Without any cleansing, here are the orgs with two or more reported breaches since 2005:
(apologies for the IFRAME
but Google’s Fusion Tables are far too easy to use when embedding data tables)
Takeaway #5: Do not assume that just because a data set has been aggregated by someone and published that it’s been scrubbed well.
Even if the above sets of issues were resolved, the real details are in the “breach details” field, which is a free-form text field providing more information on who/what/when/where/why/how (with varying degrees of consistency & completeness). This is actually the information you really need. The HACK
attribute is all well-and-good, but what kind of hack was it? This is one area VERIS shines. What advice are you going to give financial services (BSF
) orgs from this extract:
(click to enlarge)
HACK
s are up in 2012 from 2010 & 2011, but what type of HACK
s against what size organizations? Should smaller orgs be worried about desktop security and/or larger orgs start focusing more on web app security? You can’t make that determination without mining that free form text field. (NOTE: as I have time, I’m trying to craft a repeatable text analysis function I can perform on that field to see what can be automatically extracted)
Takeaway #6: This data set is pretty much what the PRC says it is: a chronology of data breaches. More in-depth analysis is not advised without a massive clean-up effort.
Finally, hypothesizing that the PRC’s aggregation could have resulted in duplicate records, I created a subset of the records based solely on breach “Date Made Public” + “Organization Name” and then sifted manually through the breach text details, 6 duplicate entries were found. Interestingly enough, only one instance of duplicate records was found across reporting databases (my hunch was that DatalossDB or DataBreaches.NET would have had records other, smaller databases included; however, this particular duplicate detection mechanism does not rule this out given the quality of the data).
Conclusion/Acknowledgements
Despite the criticisms above, the efforts by the PRC and their sources for aggregation are to be commended. Without their work to document breaches we would only have the mega-media-frenzy stories and labor-intensive artifacts like the DBIR to work with. Just because the data isn’t perfect right now doesn’t mean we won’t get to a point where we have the ability to record and share this breach information like the CDC does diseases (which also ins’t perfect, btw).
I leave you with another column of numbers that shows—if broken down by organization type and breach type—there is an average of 2 breaches per-breach/org-type-per-year (according to this data):
(The complete table includes the mean, median and standard deviation for each type.)

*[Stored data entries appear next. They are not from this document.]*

//! Top-level Less declaration parsing.
//!
//! Copyright (c) 2025 Posit, PBC
//!
//! This is deliberately not a Less compiler. Theme variant files are flat
//! variable files (`@primary-color: #1890ff;` and friends), so the parser
//! only needs to walk the top level of the file: collect `@name: value;`
//! declarations, skip everything else (comments, strings, rule blocks,
//! at-rules such as `@import` or `@media`), and reject input that is not
//! structurally valid Less.
//!
//! Nested declarations are never collected: a variable declared inside a
//! rule block or mixin is scoped and does not participate in theming.

use crate::error::LessError;

/// A single top-level variable declaration.
///
/// `name` is stored without its leading `@` sigil. `value` is the raw
/// declaration text between `:` and `;`, trimmed; same-file variable
/// references are resolved later (see [`crate::vars`]).
#[derive(Debug, Clone, PartialEq, Eq)]
pub struct Declaration {
    pub name: String,
    pub value: String,
    /// 1-based source line of the declaration's `@` sigil.
    pub line: usize,
}

/// Parse the top-level variable declarations of a Less source string.
///
/// Returns declarations in source order. A file with no top-level
/// declarations parses to an empty vector, not an error.
///
/// # Errors
///
/// Returns [`LessError::Parse`] for structurally invalid input:
/// unterminated strings/comments, unclosed blocks, a stray `}`, a
/// declaration outside any rule block, or a variable declaration missing
/// its terminating `;`.
pub fn parse_declarations(source: &str) -> Result<Vec<Declaration>, LessError> {
    Scanner::new(source).run()
}

struct Scanner<'a> {
    src: &'a str,
    bytes: &'a [u8],
    pos: usize,
    line: usize,
}

impl<'a> Scanner<'a> {
    fn new(src: &'a str) -> Self {
        Scanner {
            src,
            bytes: src.as_bytes(),
            pos: 0,
            line: 1,
        }
    }

    fn run(mut self) -> Result<Vec<Declaration>, LessError> {
        let mut declarations = Vec::new();

        while let Some(b) = self.peek() {
            match b {
                b' ' | b'\t' | b'\r' => self.pos += 1,
                b'\n' => {
                    self.pos += 1;
                    self.line += 1;
                }
                // Less tolerates stray semicolons between top-level items
                b';' => self.pos += 1,
                b'/' if self.peek_at(1) == Some(b'/') => self.skip_line_comment(),
                b'/' if self.peek_at(1) == Some(b'*') => self.skip_block_comment()?,
                b'}' => return Err(self.error("unexpected '}'")),
                b'@' => {
                    if let Some(decl) = self.scan_at_item()? {
                        declarations.push(decl);
                    }
                }
                _ => self.scan_rule()?,
            }
        }

        Ok(declarations)
    }

    fn peek(&self) -> Option<u8> {
        self.bytes.get(self.pos).copied()
    }

    fn peek_at(&self, offset: usize) -> Option<u8> {
        self.bytes.get(self.pos + offset).copied()
    }

    fn error(&self, message: &str) -> LessError {
        LessError::Parse {
            message: message.to_string(),
            line: self.line,
            hint: None,
        }
    }

    fn skip_line_comment(&mut self) {
        while let Some(b) = self.peek() {
            if b == b'\n' {
                break;
            }
            self.pos += 1;
        }
    }

    fn skip_block_comment(&mut self) -> Result<(), LessError> {
        let start_line = self.line;
        self.pos += 2; // consume "/*"
        while let Some(b) = self.peek() {
            if b == b'*' && self.peek_at(1) == Some(b'/') {
                self.pos += 2;
                return Ok(());
            }
            if b == b'\n' {
                self.line += 1;
            }
            self.pos += 1;
        }
        Err(LessError::Parse {
            message: "unterminated comment".to_string(),
            line: start_line,
            hint: None,
        })
    }

    fn skip_string(&mut self, quote: u8) -> Result<(), LessError> {
        let start_line = self.line;
        self.pos += 1; // consume opening quote
        while let Some(b) = self.peek() {
            match b {
                b'\\' => {
                    // escape: skip the backslash and the escaped byte
                    self.pos += 2;
                }
                b'\n' => {
                    self.line += 1;
                    self.pos += 1;
                }
                _ if b == quote => {
                    self.pos += 1;
                    return Ok(());
                }
                _ => self.pos += 1,
            }
        }
        Err(LessError::Parse {
            message: "unterminated string".to_string(),
            line: start_line,
            hint: None,
        })
    }

    /// Skip a balanced `{ ... }` block; `pos` must be on the opening `{`.
    fn skip_block(&mut self) -> Result<(), LessError> {
        let start_line = self.line;
        self.pos += 1;
        let mut depth = 1usize;
        while let Some(b) = self.peek() {
            match b {
                b'{' => {
                    depth += 1;
                    self.pos += 1;
                }
                b'}' => {
                    depth -= 1;
                    self.pos += 1;
                    if depth == 0 {
                        return Ok(());
                    }
                }
                b'\'' | b'"' => self.skip_string(b)?,
                b'/' if self.peek_at(1) == Some(b'/') => self.skip_line_comment(),
                b'/' if self.peek_at(1) == Some(b'*') => self.skip_block_comment()?,
                b'\n' => {
                    self.line += 1;
                    self.pos += 1;
                }
                _ => self.pos += 1,
            }
        }
        Err(LessError::Parse {
            message: "unclosed block".to_string(),
            line: start_line,
            hint: None,
        })
    }

    /// Skip whitespace and comments without leaving the current item.
    fn skip_trivia(&mut self) -> Result<(), LessError> {
        while let Some(b) = self.peek() {
            match b {
                b' ' | b'\t' | b'\r' => self.pos += 1,
                b'\n' => {
                    self.pos += 1;
                    self.line += 1;
                }
                b'/' if self.peek_at(1) == Some(b'/') => self.skip_line_comment(),
                b'/' if self.peek_at(1) == Some(b'*') => self.skip_block_comment()?,
                _ => break,
            }
        }
        Ok(())
    }

    /// Scan an item starting with `@`: either a variable declaration
    /// (returned) or an at-rule such as `@import`/`@media` (skipped).
    ///
    /// The distinction is purely structural: `@name` followed by `:` is a
    /// variable declaration, anything else is an at-rule terminated by `;`
    /// or a block.
    fn scan_at_item(&mut self) -> Result<Option<Declaration>, LessError> {
        let decl_line = self.line;
        self.pos += 1; // consume '@'

        let name_start = self.pos;
        while let Some(b) = self.peek() {
            if b.is_ascii_alphanumeric() || b == b'-' || b == b'_' {
                self.pos += 1;
            } else {
                break;
            }
        }
        if self.pos == name_start {
            return Err(self.error("expected identifier after '@'"));
        }
        let name = &self.src[name_start..self.pos];

        self.skip_trivia()?;

        if self.peek() == Some(b':') {
            self.pos += 1;
            let value = self.scan_declaration_value(decl_line)?;
            return Ok(Some(Declaration {
                name: name.to_string(),
                value,
                line: decl_line,
            }));
        }

        // At-rule: skip to its terminating ';' or over its block
        while let Some(b) = self.peek() {
            match b {
                b';' => {
                    self.pos += 1;
                    return Ok(None);
                }
                b'{' => {
                    self.skip_block()?;
                    return Ok(None);
                }
                b'\'' | b'"' => self.skip_string(b)?,
                b'/' if self.peek_at(1) == Some(b'/') => self.skip_line_comment(),
                b'/' if self.peek_at(1) == Some(b'*') => self.skip_block_comment()?,
                b'\n' => {
                    self.line += 1;
                    self.pos += 1;
                }
                _ => self.pos += 1,
            }
        }
        Err(LessError::Parse {
            message: format!("unterminated @{} rule", name),
            line: decl_line,
            hint: None,
        })
    }

    /// Scan a declaration value up to its terminating `;`.
    ///
    /// Strings, comments and detached rulesets (`@a: { ... };`) are skipped
    /// as opaque units so a `;` inside them does not end the value.
    fn scan_declaration_value(&mut self, decl_line: usize) -> Result<String, LessError> {
        let value_start = self.pos;
        while let Some(b) = self.peek() {
            match b {
                b';' => {
                    let value = self.src[value_start..self.pos].trim().to_string();
                    self.pos += 1;
                    return Ok(value);
                }
                b'\'' | b'"' => self.skip_string(b)?,
                b'{' => self.skip_block()?,
                b'}' => return Err(self.error("unexpected '}' in declaration value")),
                b'/' if self.peek_at(1) == Some(b'/') => self.skip_line_comment(),
                b'/' if self.peek_at(1) == Some(b'*') => self.skip_block_comment()?,
                b'\n' => {
                    self.line += 1;
                    self.pos += 1;
                }
                _ => self.pos += 1,
            }
        }
        Err(LessError::Parse {
            message: "declaration missing terminating ';'".to_string(),
            line: decl_line,
            hint: None,
        })
    }

    /// Scan a rule (`.selector { ... }`) and skip its block entirely.
    /// Declarations inside the block are scoped, never top-level.
    fn scan_rule(&mut self) -> Result<(), LessError> {
        let start_line = self.line;
        while let Some(b) = self.peek() {
            match b {
                b'{' => return self.skip_block(),
                b';' => return Err(self.error("declaration outside a rule block")),
                b'}' => return Err(self.error("unexpected '}'")),
                b'\'' | b'"' => self.skip_string(b)?,
                b'/' if self.peek_at(1) == Some(b'/') => self.skip_line_comment(),
                b'/' if self.peek_at(1) == Some(b'*') => self.skip_block_comment()?,
                b'\n' => {
                    self.line += 1;
                    self.pos += 1;
                }
                _ => self.pos += 1,
            }
        }
        Err(LessError::Parse {
            message: "unexpected end of input in selector".to_string(),
            line: start_line,
            hint: None,
        })
    }
}
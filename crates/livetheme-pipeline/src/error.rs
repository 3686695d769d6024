//! Error types for pipeline rewriting and asset injection.
//!
//! Copyright (c) 2025 Posit, PBC

use thiserror::Error;

use livetheme_less::LessError;

/// Errors surfaced to the build framework.
///
/// There is no partial-success mode: a failed variant extraction fails the
/// whole override-block synthesis, which fails that file's compile. A
/// broken theme file should break the build loudly rather than silently
/// ship an unthemed asset.
#[derive(Debug, Error)]
pub enum PipelineError {
    /// Theme variant file could not be read or parsed
    #[error(transparent)]
    Theme(#[from] LessError),

    /// The configured entry asset is missing from the build outputs
    #[error("entry asset '{name}' not found among build outputs")]
    EntryNotFound { name: String },
}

Lance’s final question to me (on the list) was “Bob, what do recommended as the next step to answer the question – What percentage of publicly known data breaches are deliberate cyber attacks, and what percentage are human based accidental loss/disclosure?”
I’d first start with a look at the DBIR (especially this year’s) and then see if I could get a set of grad students to convert a complete set of DatalossDB records (and, perhaps, the other sources) into VERIS format for proper analysis. If any security vendors are reading this, I guarantee you’ll gain significant capital/accolades within/from the security practitioner community if you were to sponsor such an effort.
Comments, corrections & constructive criticisms are heartily welcomed. Data crunching & graphing scripts available both on request and perhaps uploaded to my github repository once I clean them up a bit.